From 1997 to 1999 Nilsson worked with John Galliano at Christian Dior Couture as Collection Coordinator of both the haute couture studio and the fur collections. Afterwards, Nilsson moved to New York to become the Design Director for the Polo Ralph Lauren women’s wear collection. From 2000 to 2003 he was Creative Director for Bill Blass Collection, designing both womenswear and menswear, and became head designer following Bill Blass's death in 2002. Anna Wintour wore one of his dresses to the Vogue Fashion Awards in October 2001, and he was named Designer of the Year 2001 by New York magazine as well as being elected to the International Best-Dressed List by Eleanor Lambert and Vanity Fair.

In 2003 Nilsson returned to Paris, joining Nina Ricci as their Creative Director of fashion, and perfume and cosmetics. He revitalized Nina Ricci to tap into a clientele of "uptown girls" and "the new generation of socialites“ who included Anne Hathaway, Renée Zellweger, Reese Witherspoon, Kate Beckinsale and Dita Von Teese In 2004 he designed the brand's first ever resort collection and was able to raise attention for the brand through several international runway shows, trunkshows and soirées. He also worked on innovative collaborations, such as with the famous corsetier Mr Pearl.

In 2006 Nilsson was presented with the highest Swedish Fashion Award, the Guldknappen (Swedish for Golden Button).

Nilsson was appointed Creative Director of Gianfranco Ferré following the founder's sudden death on September 25, 2007. However, he left after less than six months.

Starting 2007 he began working on establishing his own furniture and textiles collection.

In September 2009 Nilsson started his menswear label Mr. Nils. He showed his first collection as a special guest of Pitti Uomo in Florence, Italy In 2011, his branding efforts were recognised when he was awarded the Graphis Gold Award for Best Advertisement Campaign.

In January 2014 the Japanese retail giant, Fast Retailing Co. Ltd tapped Lars Nilsson as artistic director of its two European brands, Comptoir des Cotonniers and Princesse Tam Tam, both based in Paris.

Until 2017 Nilsson was also a contributor to several magazines which included Acne Paper and Architectural Digest.

=== Interiors ===
In 2018 it was announced that Lars Nilsson would be collaborating with the iconic Swedish store, Svenskt Tenn, producing a range of luxury interior fabrics and home accessories.

The Capri Collection was inspired by Nilsson's time spent on the Island of Capri, staying at the Villa San Michele, home of Axel Munte and later famed Italian aristocrat Luisa Marchesa Casati.

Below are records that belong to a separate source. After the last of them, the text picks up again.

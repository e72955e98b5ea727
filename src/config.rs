//! Feature model configuration.

use serde::{Deserialize, Serialize};

use crate::{Error, Result};

/// What happens to stored values when the topology drops their entity.
#[derive(Debug, Clone, Copy, PartialEq, Eq, Default, Serialize, Deserialize)]
#[serde(rename_all = "lowercase")]
pub enum StalePolicy {
    /// Keep values of removed entities until the namespace is cleared or
    /// `FeatureModel::prune_stale` runs.
    #[default]
    Retain,
    /// Drop an entity's values when the topology owner reports its removal.
    Evict,
}

/// Construction-time settings for a `FeatureModel`.
#[derive(Debug, Clone, PartialEq, Serialize, Deserialize)]
#[serde(default)]
pub struct FeatureModelConfig {
    pub stale_values: StalePolicy,
    /// Shard count of each value store. `None` lets `dashmap` pick from the
    /// CPU count.
    pub shard_amount: Option<usize>,
    /// Entities to reserve room for in each value store.
    pub initial_capacity: usize,
}

impl Default for FeatureModelConfig {
    fn default() -> Self {
        Self {
            stale_values: StalePolicy::Retain,
            shard_amount: None,
            initial_capacity: 0,
        }
    }
}

impl FeatureModelConfig {
    pub fn validate(&self) -> Result<()> {
        if let Some(shards) = self.shard_amount {
            if shards < 2 || !shards.is_power_of_two() {
                return Err(Error::Config(format!(
                    "shard_amount must be a power of two greater than 1, got {shards}"
                )));
            }
        }
        Ok(())
    }

    /// Parse and validate a JSON configuration.
    pub fn from_json(json: &str) -> Result<Self> {
        let config: Self = serde_json::from_str(json)?;
        config.validate()?;
        Ok(config)
    }
}
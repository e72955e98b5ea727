//! Link between two spots of a track.

use serde::{Deserialize, Serialize};
use super::{EdgeId, SpotId};

/// A link from one spot to the next in time.
#[derive(Debug, Clone, Copy, PartialEq, Eq, Hash, Serialize, Deserialize)]
pub struct Edge {
    pub id: EdgeId,
    pub source: SpotId,
    pub target: SpotId,
}

impl Edge {
    pub fn new(id: EdgeId, source: SpotId, target: SpotId) -> Self {
        Self { id, source, target }
    }
}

The Collection consists of woven and printed interior textiles. Through this collaboration Nilsson also worked on a series of rugs with Swedish company Vandra Rugs which were made available exclusively at Svenskt Tenn.

Nilsson's collaboration with Vandra Rugs has since continued and he has produced numerous designs which have also been presented in Stockholm, Paris, London and Milan.

Nilsson has also collaborated with luxury Swedish bed company Hästens. The ongoing collaboration has so far consisted of a range of bed linens.

The Iris Collection got its name from the flower and was inspired by Nilsson's travels in England, notably the gardens of Sissinghurst and Great Dixter in Kent and East Sussex respectively, but also the Jardin des plantes in Paris.

Launch presentations for the Iris Collection took place February 2019 in Stockholm and May 2019 in New York.